**PROBLEM REQUIREMENTS**: The lines below, beginning at the one that contains "executor will visit" and ending at the last, are to be retyped exactly.

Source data
━━━━━━━━━━━━━━━━━━━━━━━━━━━━━━

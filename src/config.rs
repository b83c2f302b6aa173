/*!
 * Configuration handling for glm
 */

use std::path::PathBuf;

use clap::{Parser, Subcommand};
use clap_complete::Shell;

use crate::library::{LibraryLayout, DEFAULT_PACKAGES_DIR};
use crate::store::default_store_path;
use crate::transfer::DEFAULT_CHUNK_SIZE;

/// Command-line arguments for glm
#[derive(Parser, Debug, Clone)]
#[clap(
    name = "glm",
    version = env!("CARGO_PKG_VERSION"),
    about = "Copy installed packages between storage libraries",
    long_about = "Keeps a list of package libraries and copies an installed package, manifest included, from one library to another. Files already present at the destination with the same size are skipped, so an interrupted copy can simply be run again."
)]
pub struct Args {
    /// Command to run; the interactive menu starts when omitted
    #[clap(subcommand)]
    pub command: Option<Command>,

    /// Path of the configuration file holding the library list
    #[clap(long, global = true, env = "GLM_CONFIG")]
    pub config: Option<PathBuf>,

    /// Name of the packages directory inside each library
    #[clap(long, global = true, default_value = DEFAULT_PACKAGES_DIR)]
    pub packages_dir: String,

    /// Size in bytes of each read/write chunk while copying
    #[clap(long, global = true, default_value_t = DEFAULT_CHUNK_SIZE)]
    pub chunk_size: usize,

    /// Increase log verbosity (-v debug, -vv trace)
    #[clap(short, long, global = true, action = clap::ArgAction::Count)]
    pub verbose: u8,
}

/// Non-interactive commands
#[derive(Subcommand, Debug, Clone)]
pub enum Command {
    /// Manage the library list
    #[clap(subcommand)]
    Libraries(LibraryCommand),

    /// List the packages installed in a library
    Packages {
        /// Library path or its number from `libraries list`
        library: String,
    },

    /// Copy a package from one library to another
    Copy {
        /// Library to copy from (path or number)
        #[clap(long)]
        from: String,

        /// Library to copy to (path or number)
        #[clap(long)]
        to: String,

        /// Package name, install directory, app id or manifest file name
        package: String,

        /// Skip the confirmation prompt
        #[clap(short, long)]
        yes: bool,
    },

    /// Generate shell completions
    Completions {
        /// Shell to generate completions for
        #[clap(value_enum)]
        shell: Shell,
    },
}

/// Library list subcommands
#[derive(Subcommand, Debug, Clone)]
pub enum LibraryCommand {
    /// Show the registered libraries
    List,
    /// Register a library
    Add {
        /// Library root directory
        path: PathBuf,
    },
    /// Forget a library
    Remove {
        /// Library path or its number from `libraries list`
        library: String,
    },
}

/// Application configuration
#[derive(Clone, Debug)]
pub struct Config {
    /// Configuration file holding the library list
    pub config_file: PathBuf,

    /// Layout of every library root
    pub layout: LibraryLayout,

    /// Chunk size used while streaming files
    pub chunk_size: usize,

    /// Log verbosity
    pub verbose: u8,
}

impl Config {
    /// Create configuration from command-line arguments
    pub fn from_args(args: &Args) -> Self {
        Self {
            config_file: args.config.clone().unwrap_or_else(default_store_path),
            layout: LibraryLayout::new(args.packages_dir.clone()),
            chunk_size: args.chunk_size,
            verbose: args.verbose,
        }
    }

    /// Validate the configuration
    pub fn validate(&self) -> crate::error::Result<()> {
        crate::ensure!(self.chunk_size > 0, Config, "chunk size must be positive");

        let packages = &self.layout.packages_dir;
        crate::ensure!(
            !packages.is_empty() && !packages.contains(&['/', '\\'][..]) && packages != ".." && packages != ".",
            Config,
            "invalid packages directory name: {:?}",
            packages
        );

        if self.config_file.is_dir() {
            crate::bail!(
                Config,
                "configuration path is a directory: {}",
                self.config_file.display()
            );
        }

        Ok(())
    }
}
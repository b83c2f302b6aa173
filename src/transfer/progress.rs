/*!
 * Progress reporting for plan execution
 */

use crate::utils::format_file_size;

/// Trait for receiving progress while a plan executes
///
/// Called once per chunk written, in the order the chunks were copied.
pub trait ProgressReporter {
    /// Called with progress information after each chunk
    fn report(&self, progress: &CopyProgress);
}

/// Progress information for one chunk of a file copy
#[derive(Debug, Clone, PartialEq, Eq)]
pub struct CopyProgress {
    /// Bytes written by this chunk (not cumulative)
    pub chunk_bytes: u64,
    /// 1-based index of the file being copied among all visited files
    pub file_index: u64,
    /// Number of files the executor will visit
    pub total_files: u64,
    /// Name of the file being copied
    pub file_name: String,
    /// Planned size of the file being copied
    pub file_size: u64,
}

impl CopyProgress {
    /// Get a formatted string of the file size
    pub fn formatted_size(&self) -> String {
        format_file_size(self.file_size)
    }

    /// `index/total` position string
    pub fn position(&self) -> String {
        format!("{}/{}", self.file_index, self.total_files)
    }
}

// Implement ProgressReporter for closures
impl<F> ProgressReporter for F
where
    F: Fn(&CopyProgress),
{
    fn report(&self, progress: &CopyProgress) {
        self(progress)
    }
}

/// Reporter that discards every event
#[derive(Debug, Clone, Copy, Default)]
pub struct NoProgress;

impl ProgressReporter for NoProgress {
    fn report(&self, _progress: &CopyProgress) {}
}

━━━━━━━━━━━━━━━━━━━━━━━━━━━━━━

**EXERCISE RESPONSE**:
    /// Number of files the executor will visit
    pub total_files: u64,
    /// Name of the file being copied
    pub file_name: String,
    /// Planned size of the file being copied
    pub file_size: u64,
}

impl CopyProgress {
    /// Get a formatted string of the file size
    pub fn formatted_size(&self) -> String {
        format_file_size(self.file_size)
    }

    /// `index/total` position string
    pub fn position(&self) -> String {
        format!("{}/{}", self.file_index, self.total_files)
    }
}

// Implement ProgressReporter for closures
impl<F> ProgressReporter for F
where
    F: Fn(&CopyProgress),
{
    fn report(&self, progress: &CopyProgress) {
        self(progress)
    }
}

/// Reporter that discards every event
#[derive(Debug, Clone, Copy, Default)]
pub struct NoProgress;

impl ProgressReporter for NoProgress {
    fn report(&self, _progress: &CopyProgress) {}
}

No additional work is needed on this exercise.